5. Stratification Within Subjugation

Even within systems of bondage, rations varied. Domestic servants or skilled workers often received marginally improved portions compared with field labourers.

The difference in calories was modest; the psychological effect was not. A slightly better meal suggested proximity to favour and introduced hierarchy within oppression, fragmenting solidarity. Division needed not be violent when it can be portioned quietly. An extra ladle could redirect resentment sideways rather than upward.

6. Coffee and the Fear of Conversation

If food governs the body, stimulants enliven the mind, which explains why rulers have often treated them with suspicion.

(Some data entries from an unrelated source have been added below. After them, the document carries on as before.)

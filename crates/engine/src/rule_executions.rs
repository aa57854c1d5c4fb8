//! Rule executions.
//!
//! One row per `(rule_id, transaction_id)` match. The pair is unique in the
//! database and the engine treats a violation as "already executed".

use chrono::{DateTime, Utc};
use sea_orm::entity::prelude::*;
use serde::{Deserialize, Serialize};
use uuid::Uuid;

use crate::{EngineError, MoneyCents};

#[derive(Clone, Copy, Debug, PartialEq, Eq, Serialize, Deserialize)]
#[serde(rename_all = "snake_case")]
pub enum ExecutionStatus {
    Pending,
    Completed,
    Failed,
}

impl ExecutionStatus {
    pub fn as_str(self) -> &'static str {
        match self {
            Self::Pending => "pending",
            Self::Completed => "completed",
            Self::Failed => "failed",
        }
    }
}

impl TryFrom<&str> for ExecutionStatus {
    type Error = EngineError;

    fn try_from(value: &str) -> Result<Self, Self::Error> {
        match value {
            "pending" => Ok(Self::Pending),
            "completed" => Ok(Self::Completed),
            "failed" => Ok(Self::Failed),
            other => Err(EngineError::KeyNotFound(format!(
                "invalid execution status: {other}"
            ))),
        }
    }
}

#[derive(Clone, Debug, PartialEq, Eq, Serialize)]
pub struct RuleExecution {
    pub id: Uuid,
    pub rule_id: Uuid,
    pub transaction_id: Uuid,
    pub user_id: Uuid,
    pub amount: MoneyCents,
    pub source_account_id: Uuid,
    pub target_account_id: Uuid,
    pub status: ExecutionStatus,
    pub error_message: Option<String>,
    pub created_at: DateTime<Utc>,
    pub completed_at: Option<DateTime<Utc>>,
}

#[derive(Clone, Debug, PartialEq, DeriveEntityModel)]
#[sea_orm(table_name = "rule_executions")]
pub struct Model {
    #[sea_orm(primary_key, auto_increment = false)]
    pub id: Uuid,
    pub rule_id: Uuid,
    pub transaction_id: Uuid,
    pub user_id: Uuid,
    pub amount_cents: i64,
    pub source_account_id: Uuid,
    pub target_account_id: Uuid,
    pub status: String,
    pub error_message: Option<String>,
    pub created_at: DateTimeUtc,
    pub completed_at: Option<DateTimeUtc>,
}

#[derive(Copy, Clone, Debug, EnumIter, DeriveRelation)]
pub enum Relation {
    #[sea_orm(
        belongs_to = "super::rules::Entity",
        from = "Column::RuleId",
        to = "super::rules::Column::Id",
        on_update = "NoAction",
        on_delete = "NoAction"
    )]
    Rule,
    #[sea_orm(has_one = "super::savings_transfers::Entity")]
    SavingsTransfer,
}

impl Related<super::rules::Entity> for Entity {
    fn to() -> RelationDef {
        Relation::Rule.def()
    }
}

impl Related<super::savings_transfers::Entity> for Entity {
    fn to() -> RelationDef {
        Relation::SavingsTransfer.def()
    }
}

impl ActiveModelBehavior for ActiveModel {}

impl TryFrom<Model> for RuleExecution {
    type Error = EngineError;

    fn try_from(model: Model) -> Result<Self, Self::Error> {
        Ok(Self {
            id: model.id,
            rule_id: model.rule_id,
            transaction_id: model.transaction_id,
            user_id: model.user_id,
            amount: MoneyCents::new(model.amount_cents),
            source_account_id: model.source_account_id,
            target_account_id: model.target_account_id,
            status: ExecutionStatus::try_from(model.status.as_str())?,
            error_message: model.error_message,
            created_at: model.created_at,
            completed_at: model.completed_at,
        })
    }
}
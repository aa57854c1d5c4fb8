//! Initial schema migration - creates all tables from scratch.
//!
//! - `items`: linked institutions and their access credential
//! - `sync_cursors`: per-item sync progress
//! - `accounts`: bank accounts reached through an item
//! - `transactions`: the mirrored transaction feed
//! - `rules`: user savings rules
//! - `rule_executions`: one row per executed `(rule, transaction)` pair
//! - `savings_transfers`: virtual ledger, one row per execution

use sea_orm_migration::prelude::*;

#[derive(DeriveMigrationName)]
pub struct Migration;

// ─────────────────────────────────────────────────────────────────────────────
// Table identifiers
// ─────────────────────────────────────────────────────────────────────────────

#[derive(Iden)]
enum Items {
    Table,
    Id,
    UserId,
    ExternalId,
    AccessToken,
    InstitutionName,
    IsActive,
    CreatedAt,
}

#[derive(Iden)]
enum SyncCursors {
    Table,
    ItemId,
    Cursor,
    LastSyncAt,
    LastError,
    ConsecutiveFailures,
}

#[derive(Iden)]
enum Accounts {
    Table,
    Id,
    ItemId,
    UserId,
    ExternalId,
    Name,
    AccountType,
    Subtype,
    Mask,
    CurrentBalance,
    AvailableBalance,
    IsActive,
    CreatedAt,
}

#[derive(Iden)]
enum Transactions {
    Table,
    Id,
    AccountId,
    ExternalId,
    Amount,
    Date,
    Name,
    MerchantName,
    Category,
    SourceCategories,
    Pending,
    PaymentChannel,
    CreatedAt,
    UpdatedAt,
}

#[derive(Iden)]
enum Rules {
    Table,
    Id,
    UserId,
    Name,
    Category,
    MinAmountCents,
    MaxAmountCents,
    ActionType,
    ActionValue,
    TargetAccountId,
    IsActive,
    Priority,
    ExecutionCount,
    TotalSavedCents,
    CreatedAt,
    UpdatedAt,
}

#[derive(Iden)]
enum RuleExecutions {
    Table,
    Id,
    RuleId,
    TransactionId,
    UserId,
    AmountCents,
    SourceAccountId,
    TargetAccountId,
    Status,
    ErrorMessage,
    CreatedAt,
    CompletedAt,
}
use std::{
    collections::HashMap,
    sync::{Mutex, PoisonError},
};

use async_trait::async_trait;
use chrono::{Days, Utc};
use tracing::info;

use super::{
    Aggregator, AggregatorAccount, AggregatorError, AggregatorTransaction, TokenExchange,
    TransactionSyncPage,
};
use crate::MoneyCents;

const PAGE_SIZE: usize = 25;

/// Merchants cycled through by `refresh_transactions`:
/// (name, hints, cents, channel).
const GENERATED: [(&str, &[&str], i64, &str); 5] = [
    ("Blue Bottle Coffee", &["Food and Drink", "Coffee Shop"], 650, "in store"),
    ("Whole Foods", &["Food and Drink", "Groceries"], 8_412, "in store"),
    ("Uber", &["Transportation", "Ride Share"], 1_875, "online"),
    ("Spotify", &["Service", "Music"], 1_099, "online"),
    ("AMC Theatres", &["Recreation", "Movie Theater"], 2_400, "in store"),
];

/// In-memory aggregator for local runs.
///
/// Every exchanged public token becomes a new item with a checking and a
/// savings account and a seeded page of transactions. The feed only grows
/// when [`Aggregator::refresh_transactions`] is called. Cursors are offsets
/// into the per-item feed.
#[derive(Debug, Default)]
pub struct SandboxAggregator {
    state: Mutex<SandboxState>,
}

#[derive(Debug, Default)]
struct SandboxState {
    next_item: u32,
    feeds: HashMap<String, SandboxItem>,
}

#[derive(Debug)]
struct SandboxItem {
    prefix: String,
    feed: Vec<AggregatorTransaction>,
    generated: usize,
}

impl SandboxItem {
    fn new(prefix: String) -> Self {
        let checking = format!("{prefix}-checking");
        let today = Utc::now().date_naive();
        let seed = |n: usize, name: &str, hints: &[&str], cents: i64, channel: &str| {
            AggregatorTransaction {
                external_id: format!("{prefix}-tx-{n}"),
                external_account_id: checking.clone(),
                amount: MoneyCents::new(cents),
                date: today.checked_sub_days(Days::new(n as u64)).unwrap_or(today),
                name: name.to_string(),
                merchant_name: Some(name.to_string()),
                source_categories: hints.iter().map(ToString::to_string).collect(),
                pending: false,
                payment_channel: Some(channel.to_string()),
            }
        };
        let feed = vec![
            seed(
                1,
                "Starbucks",
                &["Food and Drink", "Restaurants", "Coffee Shop"],
                2_500,
                "in store",
            ),
            seed(2, "Amazon", &["Shops", "Digital Purchase"], 5_000, "online"),
            seed(3, "Payroll", &["Transfer", "Payroll"], -250_000, "other"),
        ];
        Self {
            prefix,
            feed,
            generated: 0,
        }
    }

    fn accounts(&self) -> Vec<AggregatorAccount> {
        vec![
            AggregatorAccount {
                external_id: format!("{}-checking", self.prefix),
                name: "Sandbox Checking".to_string(),
                kind: "depository".to_string(),
                subtype: Some("checking".to_string()),
                mask: Some("0000".to_string()),
                balance_current: MoneyCents::new(200_000),
                balance_available: Some(MoneyCents::new(150_000)),
            },
            AggregatorAccount {
                external_id: format!("{}-savings", self.prefix),
                name: "Sandbox Savings".to_string(),
                kind: "depository".to_string(),
                subtype: Some("savings".to_string()),
                mask: Some("1111".to_string()),
                balance_current: MoneyCents::new(500_000),
                balance_available: None,
            },
        ]
    }

    fn generate(&mut self) {
        let (name, hints, cents, channel) = GENERATED[self.generated % GENERATED.len()];
        self.generated += 1;
        let n = self.feed.len() + 1;
        self.feed.push(AggregatorTransaction {
            external_id: format!("{}-tx-{n}", self.prefix),
            external_account_id: format!("{}-checking", self.prefix),
            amount: MoneyCents::new(cents),
            date: Utc::now().date_naive(),
            name: name.to_string(),
            merchant_name: Some(name.to_string()),
            source_categories: hints.iter().map(ToString::to_string).collect(),
            pending: false,
            payment_channel: Some(channel.to_string()),
        });
    }
}

impl SandboxAggregator {
    pub fn new() -> Self {
        Self::default()
    }

    fn with_item<T>(
        &self,
        access_token: &str,
        f: impl FnOnce(&mut SandboxItem) -> Result<T, AggregatorError>,
    ) -> Result<T, AggregatorError> {
        let mut state = self.state.lock().unwrap_or_else(PoisonError::into_inner);
        let item = state
            .feeds
            .get_mut(access_token)
            .ok_or_else(|| AggregatorError::InvalidCredential("unknown access token".into()))?;
        f(item)
    }
}

#[async_trait]
impl Aggregator for SandboxAggregator {
    async fn exchange_public_token(
        &self,
        public_token: &str,
    ) -> Result<TokenExchange, AggregatorError> {
        if public_token.trim().is_empty() {
            return Err(AggregatorError::InvalidCredential(
                "empty public token".into(),
            ));
        }
        let mut state = self.state.lock().unwrap_or_else(PoisonError::into_inner);
        state.next_item += 1;
        let prefix = format!("sandbox-item-{}", state.next_item);
        let access_token = format!("access-{prefix}");
        state
            .feeds
            .insert(access_token.clone(), SandboxItem::new(prefix.clone()));
        info!(item = %prefix, "sandbox item created");
        Ok(TokenExchange {
            access_token,
            item_external_id: prefix,
            institution_name: "Sandbox Bank".to_string(),
        })
    }

    async fn get_accounts(
        &self,
        access_token: &str,
    ) -> Result<Vec<AggregatorAccount>, AggregatorError> {
        self.with_item(access_token, |item| Ok(item.accounts()))
    }

    async fn sync_transactions(
        &self,
        access_token: &str,
        cursor: &str,
    ) -> Result<TransactionSyncPage, AggregatorError> {
        self.with_item(access_token, |item| {
            let start = if cursor.is_empty() {
                0
            } else {
                cursor
                    .parse::<usize>()
                    .ok()
                    .filter(|offset| *offset <= item.feed.len())
                    .ok_or_else(|| AggregatorError::InvalidCursor(cursor.to_string()))?
            };
            let end = (start + PAGE_SIZE).min(item.feed.len());
            Ok(TransactionSyncPage {
                added: item.feed[start..end].to_vec(),
                modified: Vec::new(),
                removed: Vec::new(),
                next_cursor: end.to_string(),
                has_more: end < item.feed.len(),
            })
        })
    }

    async fn refresh_transactions(&self, access_token: &str) -> Result<(), AggregatorError> {
        self.with_item(access_token, |item| {
            item.generate();
            Ok(())
        })
    }
}
//! Virtual-ledger transfers.
//!
//! A transfer records money conceptually moved from the spending account to
//! the rule's savings account. Nothing is moved at the aggregator; rows start
//! as `Suggested`.

use chrono::{DateTime, Utc};
use sea_orm::entity::prelude::*;
use serde::{Deserialize, Serialize};
use uuid::Uuid;

use crate::{EngineError, MoneyCents};

#[derive(Clone, Copy, Debug, PartialEq, Eq, Serialize, Deserialize)]
#[serde(rename_all = "snake_case")]
pub enum TransferStatus {
    Suggested,
    Approved,
    Executed,
    Cancelled,
    Failed,
}

impl TransferStatus {
    pub fn as_str(self) -> &'static str {
        match self {
            Self::Suggested => "suggested",
            Self::Approved => "approved",
            Self::Executed => "executed",
            Self::Cancelled => "cancelled",
            Self::Failed => "failed",
        }
    }
}

impl TryFrom<&str> for TransferStatus {
    type Error = EngineError;

    fn try_from(value: &str) -> Result<Self, Self::Error> {
        match value {
            "suggested" => Ok(Self::Suggested),
            "approved" => Ok(Self::Approved),
            "executed" => Ok(Self::Executed),
            "cancelled" => Ok(Self::Cancelled),
            "failed" => Ok(Self::Failed),
            other => Err(EngineError::KeyNotFound(format!(
                "invalid transfer status: {other}"
            ))),
        }
    }
}

#[derive(Clone, Debug, PartialEq, Eq, Serialize)]
pub struct SavingsTransfer {
    pub id: Uuid,
    pub rule_execution_id: Uuid,
    pub user_id: Uuid,
    pub source_account_id: Uuid,
    pub target_account_id: Uuid,
    pub amount: MoneyCents,
    pub status: TransferStatus,
    pub external_transfer_id: Option<String>,
    pub created_at: DateTime<Utc>,
}

#[derive(Clone, Debug, PartialEq, DeriveEntityModel)]
#[sea_orm(table_name = "savings_transfers")]
pub struct Model {
    #[sea_orm(primary_key, auto_increment = false)]
    pub id: Uuid,
    #[sea_orm(unique)]
    pub rule_execution_id: Uuid,
    pub user_id: Uuid,
    pub source_account_id: Uuid,
    pub target_account_id: Uuid,
    pub amount_cents: i64,
    pub status: String,
    pub external_transfer_id: Option<String>,
    pub created_at: DateTimeUtc,
}

#[derive(Copy, Clone, Debug, EnumIter, DeriveRelation)]
pub enum Relation {
    #[sea_orm(
        belongs_to = "super::rule_executions::Entity",
        from = "Column::RuleExecutionId",
        to = "super::rule_executions::Column::Id",
        on_update = "NoAction",
        on_delete = "Cascade"
    )]
    RuleExecution,
}

impl Related<super::rule_executions::Entity> for Entity {
    fn to() -> RelationDef {
        Relation::RuleExecution.def()
    }
}

impl ActiveModelBehavior for ActiveModel {}

impl TryFrom<Model> for SavingsTransfer {
    type Error = EngineError;

    fn try_from(model: Model) -> Result<Self, Self::Error> {
        Ok(Self {
            id: model.id,
            rule_execution_id: model.rule_execution_id,
            user_id: model.user_id,
            source_account_id: model.source_account_id,
            target_account_id: model.target_account_id,
            amount: MoneyCents::new(model.amount_cents),
            status: TransferStatus::try_from(model.status.as_str())?,
            external_transfer_id: model.external_transfer_id,
            created_at: model.created_at,
        })
    }
}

Coffee houses were banned in Mecca in 1511 amid fears of dissent. Ottoman Sultan Murad IV prohibited coffee for similar reasons. In 1675, Charles II attempted to close London coffee houses, citing sedition.

Cafés had become spaces of alert conversation, and a caffeinated population tended to ask inconvenient questions. When authorities restrict stimulants, they are frequently regulating discourse.

7. Modern Narratives and Processed Solutions

Contemporary societies flatter themselves as nutritionally liberated, yet food remains entangled with economics and messaging. Governments subsidise crops; corporations frame dietary virtue; trends acquire moral overtones.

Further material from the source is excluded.